*ASSIGNED TASK*:
Your answer must be the line holding "sharded record pipeline." followed by every later line through the end of the entries, exactly as written.

(Dataset entries)
=-=-=-=-=

//! CLI argument definitions using clap.

use clap::{Parser, Subcommand};
use eyre::Result;

#[derive(Debug, Parser)]
#[command(name = "voxrec")]
#[command(about = "ASR dataset preparation and sharded record tools")]
#[command(version)]
pub struct Cli {
    #[command(subcommand)]
    pub command: Commands,
}

#[derive(Debug, Subcommand)]
pub enum Commands {
    /// Write the shard set for a stage from transcript manifests
    Create(crate::create::Args),

    /// Train and persist a subword vocabulary from transcript manifests
    Vocab(crate::vocab::Args),

    /// Scan a shard set and persist its length metadata
    Lengths(crate::lengths::Args),
}

/// Execute CLI command - separated for testing.
pub fn run_cli(cli: Cli) -> Result<()> {
    tracing::debug!(?cli, "parsed arguments");

    match cli.command {
        Commands::Create(args) => crate::create::execute(args.try_into()?),
        Commands::Vocab(args) => crate::vocab::execute(args.try_into()?),
        Commands::Lengths(args) => crate::lengths::execute(args.try_into()?),
    }
}

#[cfg(test)]
mod tests {
    use super::*;
    use std::path::PathBuf;
    use voxrec::manifest::Stage;
    use voxrec::vocab::VocabKind;

    #[test]
    fn parses_create_command() {
        let cli = Cli::parse_from(["voxrec", "create", "train.tsv"]);

        match &cli.command {
            Commands::Create(args) => {
                assert_eq!(args.transcripts, vec![PathBuf::from("train.tsv")]);
                assert_eq!(args.stage, Stage::Train);
                assert_eq!(args.shards, 16);
                assert!(!args.shuffle);
                assert!(args.seed.is_none());
            }
            _ => panic!("unexpected command: {:?}", cli.command),
        }
    }

    #[test]
    fn parses_create_with_options() {
        let cli = Cli::parse_from([
            "voxrec", "create", "a.tsv", "b.tsv", "--stage", "eval", "--shards", "4", "--shuffle",
            "--seed", "42", "-d", "/data/records",
        ]);

        match &cli.command {
            Commands::Create(args) => {
                assert_eq!(args.transcripts.len(), 2);
                assert_eq!(args.stage, Stage::Eval);
                assert_eq!(args.shards, 4);
                assert!(args.shuffle);
                assert_eq!(args.seed, Some(42));
                assert_eq!(args.records_dir, PathBuf::from("/data/records"));
            }
            _ => panic!("unexpected command: {:?}", cli.command),
        }
    }

    #[test]
    fn create_requires_a_transcript() {
        assert!(Cli::try_parse_from(["voxrec", "create"]).is_err());
    }

    #[test]
    fn parses_vocab_command() {
        let cli = Cli::parse_from([
            "voxrec",
            "vocab",
            "train.tsv",
            "--kind",
            "sentencepiece",
            "--vocab-size",
            "256",
        ]);

        match &cli.command {
            Commands::Vocab(args) => {
                assert_eq!(args.kind, VocabKind::SentencePiece);
                assert_eq!(args.vocab_size, Some(256));
                assert_eq!(args.output, PathBuf::from("vocab.json"));
            }
            _ => panic!("unexpected command: {:?}", cli.command),
        }
    }

    #[test]
    fn parses_lengths_command() {
        let cli = Cli::parse_from(["voxrec", "lengths", "-d", "records", "--stage", "test"]);

        match &cli.command {
            Commands::Lengths(args) => {
                assert_eq!(args.records_dir, PathBuf::from("records"));
                assert_eq!(args.stage, Stage::Test);
                assert!(args.prefix.is_none());
            }
            _ => panic!("unexpected command: {:?}", cli.command),
        }
    }

    #[test]
    fn rejects_unknown_stage() {
        assert!(Cli::try_parse_from(["voxrec", "create", "t.tsv", "--stage", "validation"]).is_err());
    }
}
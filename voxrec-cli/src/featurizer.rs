//! Text featurizer selection shared by the subcommands.
//!
//! The selection chain mirrors how prepared corpora are laid out on disk:
//! an explicit sentencepiece vocabulary always wins, a subword vocabulary
//! is used when its file exists, and the character alphabet from the
//! pipeline config is the fallback.

use eyre::Result;
use std::path::PathBuf;
use voxrec::config::DecoderConfig;
use voxrec::text::TextFeaturizer;
use voxrec::vocab::Vocabulary;

/// Vocabulary selection flags shared by the subcommands.
#[derive(clap::Args, Clone, Debug)]
pub struct VocabArgs {
    /// Trained sentencepiece vocabulary file (must exist when given)
    #[arg(long)]
    pub sentencepiece: Option<PathBuf>,

    /// Trained subword vocabulary file (used when it exists)
    #[arg(long)]
    pub subwords: Option<PathBuf>,
}

/// Resolve the text featurizer from the selection flags.
pub fn resolve(args: &VocabArgs, config: &DecoderConfig) -> Result<TextFeaturizer> {
    if let Some(path) = &args.sentencepiece {
        tracing::info!(path = %path.display(), "using sentencepiece vocabulary");
        return Ok(TextFeaturizer::new(Vocabulary::load(path)?));
    }

    if let Some(path) = &args.subwords {
        if path.is_file() {
            tracing::info!(path = %path.display(), "using subword vocabulary");
            return Ok(TextFeaturizer::new(Vocabulary::load(path)?));
        }
        tracing::warn!(
            path = %path.display(),
            "subword vocabulary not found, falling back to characters"
        );
    }

    tracing::info!(chars = config.alphabet.len(), "using character vocabulary");
    Ok(TextFeaturizer::new(Vocabulary::from_alphabet(&config.alphabet)))
}

#[cfg(test)]
mod tests {
    use super::*;
    use voxrec::vocab::VocabKind;

    fn no_flags() -> VocabArgs {
        VocabArgs {
            sentencepiece: None,
            subwords: None,
        }
    }

    #[test]
    fn defaults_to_character_vocabulary() {
        let featurizer = resolve(&no_flags(), &DecoderConfig::default()).unwrap();

        assert_eq!(featurizer.vocabulary().kind(), VocabKind::Char);
        // blank + 28 chars + unknown
        assert_eq!(featurizer.num_classes(), 30);
    }

    #[test]
    fn absent_subword_file_falls_back_to_characters() {
        let args = VocabArgs {
            sentencepiece: None,
            subwords: Some(PathBuf::from("/nonexistent/subwords.json")),
        };

        let featurizer = resolve(&args, &DecoderConfig::default()).unwrap();

        assert_eq!(featurizer.vocabulary().kind(), VocabKind::Char);
    }

    #[test]
    fn sentencepiece_must_exist() {
        let args = VocabArgs {
            sentencepiece: Some(PathBuf::from("/nonexistent/sp.json")),
            subwords: None,
        };

        assert!(resolve(&args, &DecoderConfig::default()).is_err());
    }

    #[test]
    fn existing_subword_file_is_loaded() {
        let path = std::env::temp_dir().join("voxrec_featurizer_subwords.json");
        let vocab = Vocabulary::from_pieces(
            VocabKind::Subword,
            vec!["the".to_string(), "##s".to_string()],
        );
        vocab.save(&path).unwrap();

        let args = VocabArgs {
            sentencepiece: None,
            subwords: Some(path.clone()),
        };
        let featurizer = resolve(&args, &DecoderConfig::default()).unwrap();

        assert_eq!(featurizer.vocabulary().kind(), VocabKind::Subword);

        std::fs::remove_file(path).ok();
    }
}
//! voxrec: ASR dataset preparation and sharded record pipeline.
//!
//! This crate turns tab-separated transcript manifests into balanced,
//! crash-safe shard sets of serialized training examples, and loads them
//! back as lazily featurized batch streams.
//!
//! # Architecture
//!
//! The pipeline is built from independently testable components:
//!
//! - [`manifest::Manifest`]: Parses transcript files into corpus entries
//! - [`vocab::Vocabulary`]: Builds char, subword, or sentencepiece token tables
//! - [`text::TextFeaturizer`]: Encodes transcripts into token-id sequences
//! - [`speech::SpeechFeaturizer`]: Extracts log-mel features from WAV audio
//! - [`shard::create_records`]: Writes balanced shard sets with a commit marker
//! - [`dataset::ShardDataset`] / [`dataset::SliceDataset`]: Batch loaders
//!
//! # Quick Start
//!
//! ```ignore
//! use voxrec::config::PipelineConfig;
//! use voxrec::context::RunContext;
//! use voxrec::manifest::{Manifest, Stage};
//! use voxrec::shard::{create_records, ShardSpec};
//! use voxrec::text::TextFeaturizer;
//! use voxrec::vocab::Vocabulary;
//!
//! let config = PipelineConfig::default();
//! let manifest = Manifest::read_files(&transcripts, false)?;
//! let text = TextFeaturizer::new(Vocabulary::from_alphabet(&config.decoder.alphabet));
//!
//! let spec = ShardSpec {
//!     records_dir: "records".into(),
//!     shard_count: 16,
//!     shuffle: true,
//!     stage: Stage::Train,
//! };
//! create_records(&manifest, &text, &spec, &RunContext::with_seed(42))?;
//! ```

pub mod config;
pub mod context;
pub mod dataset;
pub mod error;
pub mod manifest;
pub mod record;
pub mod shard;
pub mod speech;
pub mod text;
pub mod vocab;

=-=-=-=-=

*SOLVED EXERCISE*:
//! voxrec: ASR dataset preparation and sharded record pipeline.
//!
//! This crate turns tab-separated transcript manifests into balanced,
//! crash-safe shard sets of serialized training examples, and loads them
//! back as lazily featurized batch streams.
//!
//! # Architecture
//!
//! The pipeline is built from independently testable components:
//!
//! - [`manifest::Manifest`]: Parses transcript files into corpus entries
//! - [`vocab::Vocabulary`]: Builds char, subword, or sentencepiece token tables
//! - [`text::TextFeaturizer`]: Encodes transcripts into token-id sequences
//! - [`speech::SpeechFeaturizer`]: Extracts log-mel features from WAV audio
//! - [`shard::create_records`]: Writes balanced shard sets with a commit marker
//! - [`dataset::ShardDataset`] / [`dataset::SliceDataset`]: Batch loaders
//!
//! # Quick Start
//!
//! ```ignore
//! use voxrec::config::PipelineConfig;
//! use voxrec::context::RunContext;
//! use voxrec::manifest::{Manifest, Stage};
//! use voxrec::shard::{create_records, ShardSpec};
//! use voxrec::text::TextFeaturizer;
//! use voxrec::vocab::Vocabulary;
//!
//! let config = PipelineConfig::default();
//! let manifest = Manifest::read_files(&transcripts, false)?;
//! let text = TextFeaturizer::new(Vocabulary::from_alphabet(&config.decoder.alphabet));
//!
//! let spec = ShardSpec {
//!     records_dir: "records".into(),
//!     shard_count: 16,
//!     shuffle: true,
//!     stage: Stage::Train,
//! };
//! create_records(&manifest, &text, &spec, &RunContext::with_seed(42))?;
//! ```

pub mod config;
pub mod context;
pub mod dataset;
pub mod error;
pub mod manifest;
pub mod record;
pub mod shard;
pub mod speech;
pub mod text;
pub mod vocab;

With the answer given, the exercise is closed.